[Items from a data source]
____________________

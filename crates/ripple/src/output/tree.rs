//! Impact tree rendering for `ripple analyze` output.
//!
//! Each direct impact is the root of a tree whose branches follow the
//! dependency paths recorded by the traversal. Every impacted rule appears
//! exactly once, under the parent that discovered it.

use std::collections::HashMap;
use std::io::{self, Write};

use colored::Colorize;

use super::color::{colorize_criticality, colorize_id, dimmed, incident_marker, level_icon};
use super::OutputConfig;
use crate::domain::{
    Criticality, DependencyType, GraphEdge, ImpactChain, ImpactLevel, ImpactedRule, RuleId,
};

/// A node in an impact tree for rendering purposes.
#[derive(Debug, Clone, PartialEq, Eq)]
pub struct ImpactTreeNode {
    /// Rule ID of this node.
    pub rule_id: RuleId,
    /// Rule name.
    pub rule_name: String,
    /// Rule criticality.
    pub criticality: Criticality,
    /// Level assigned by the traversal.
    pub level: ImpactLevel,
    /// Relationship from the parent to this node (absent for roots).
    pub dependency_type: Option<DependencyType>,
    /// Whether the rule has incident history.
    pub has_incidents: bool,
    /// Rules this node's rule propagated impact to.
    pub children: Vec<ImpactTreeNode>,
}

/// Build one tree per direct impact from a chain report.
///
/// `edges` supplies the dependency type annotating each branch; when a
/// parent reaches a child through several edge types the first one wins.
/// `incidents` lists rules with incident history.
pub fn build_impact_forest(
    chain: &ImpactChain,
    edges: &[GraphEdge],
    incidents: &[RuleId],
) -> Vec<ImpactTreeNode> {
    let mut children: HashMap<&RuleId, Vec<&ImpactedRule>> = HashMap::new();
    for impacted in chain.all_impacts() {
        if let Some(parent) = impacted.parent() {
            children.entry(parent).or_default().push(impacted);
        }
    }

    let mut edge_types: HashMap<(&RuleId, &RuleId), DependencyType> = HashMap::new();
    for edge in edges {
        edge_types
            .entry((&edge.source_rule_id, &edge.target_rule_id))
            .or_insert(edge.dependency_type);
    }

    let ctx = ForestContext {
        children: &children,
        edge_types: &edge_types,
        incidents,
    };
    chain
        .direct_impacts
        .iter()
        .map(|root| ctx.build(root, None))
        .collect()
}

struct ForestContext<'a> {
    children: &'a HashMap<&'a RuleId, Vec<&'a ImpactedRule>>,
    edge_types: &'a HashMap<(&'a RuleId, &'a RuleId), DependencyType>,
    incidents: &'a [RuleId],
}

impl ForestContext<'_> {
    fn build(&self, rule: &ImpactedRule, dependency_type: Option<DependencyType>) -> ImpactTreeNode {
        let children = self
            .children
            .get(&rule.rule_id)
            .map(|kids| {
                kids.iter()
                    .map(|child| {
                        let edge_type = self
                            .edge_types
                            .get(&(&rule.rule_id, &child.rule_id))
                            .copied();
                        self.build(child, edge_type)
                    })
                    .collect()
            })
            .unwrap_or_default();

        ImpactTreeNode {
            rule_id: rule.rule_id.clone(),
            rule_name: rule.rule_name.clone(),
            criticality: rule.criticality,
            level: rule.impact_level,
            dependency_type,
            has_incidents: self.incidents.contains(&rule.rule_id),
            children,
        }
    }
}

/// Render a forest of impact trees with ASCII/Unicode connectors.
///
/// Renders trees like:
/// ```text
/// ● BR-001 [CRITICAL] Payment fee calculation
/// ├── BR-002 (feeds) [HIGH] Invoice totals
/// │   └── BR-004 (aggregates) [LOW] Monthly revenue report
/// └── BR-003 (validates) [MEDIUM] Refund eligibility
/// ```
pub fn print_impact_forest<W: Write>(
    w: &mut W,
    forest: &[ImpactTreeNode],
    config: &OutputConfig,
) -> io::Result<()> {
    for root in forest {
        writeln!(
            w,
            "{} {}",
            level_icon(root.level, config),
            node_label(root, config)
        )?;
        print_tree_children(w, &root.children, &[], config)?;
    }
    Ok(())
}

/// Recursively render tree children with proper connector lines.
///
/// `prefix_segments` tracks which ancestor levels still have siblings below,
/// used to draw the vertical continuation lines (`│`).
fn print_tree_children<W: Write>(
    w: &mut W,
    children: &[ImpactTreeNode],
    prefix_segments: &[bool],
    config: &OutputConfig,
) -> io::Result<()> {
    let (branch, corner, pipe, space) = if config.use_ascii {
        ("|-- ", "`-- ", "|   ", "    ")
    } else {
        ("├── ", "└── ", "│   ", "    ")
    };

    for (i, child) in children.iter().enumerate() {
        let is_last = i == children.len() - 1;

        let mut prefix = String::new();
        for &has_more in prefix_segments {
            prefix.push_str(&dimmed(if has_more { pipe } else { space }, config));
        }
        let connector = dimmed(if is_last { corner } else { branch }, config);

        writeln!(w, "{prefix}{connector}{}", node_label(child, config))?;

        if !child.children.is_empty() {
            let mut next_segments = prefix_segments.to_vec();
            next_segments.push(!is_last);
            print_tree_children(w, &child.children, &next_segments, config)?;
        }
    }

    Ok(())
}

fn node_label(node: &ImpactTreeNode, config: &OutputConfig) -> String {
    let dependency = node
        .dependency_type
        .map(|dt| format!(" {}", dimmed(&format!("({})", dt.label()), config)))
        .unwrap_or_default();
    let incidents = if node.has_incidents {
        format!(" {}", incident_marker(config))
    } else {
        String::new()
    };
    let id = if config.use_colors && node.level == ImpactLevel::Direct {
        node.rule_id.as_str().cyan().bold().to_string()
    } else {
        colorize_id(node.rule_id.as_str(), config)
    };
    format!(
        "{id}{dependency} [{}] {}{incidents}",
        colorize_criticality(node.criticality, config),
        node.rule_name
    )
}

/// Convert an impact tree to a JSON value for programmatic output.
pub fn impact_tree_to_json(node: &ImpactTreeNode) -> serde_json::Value {
    let mut obj = serde_json::json!({
        "rule_id": node.rule_id,
        "rule_name": node.rule_name,
        "criticality": node.criticality,
        "impact_level": node.level,
        "has_incidents": node.has_incidents,
    });
    if let Some(dt) = node.dependency_type {
        obj["dependency_type"] = serde_json::json!(dt);
    }
    obj["children"] = serde_json::json!(node
        .children
        .iter()
        .map(impact_tree_to_json)
        .collect::<Vec<_>>());
    obj
}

____________________

REQUIRED WORK – Find the string "ripple" in the records, then copy each line where it occurs.

EXERCISE RESPONSE –
filename crates/ripple/src/output/tree.rs
//! Impact tree rendering for `ripple analyze` output.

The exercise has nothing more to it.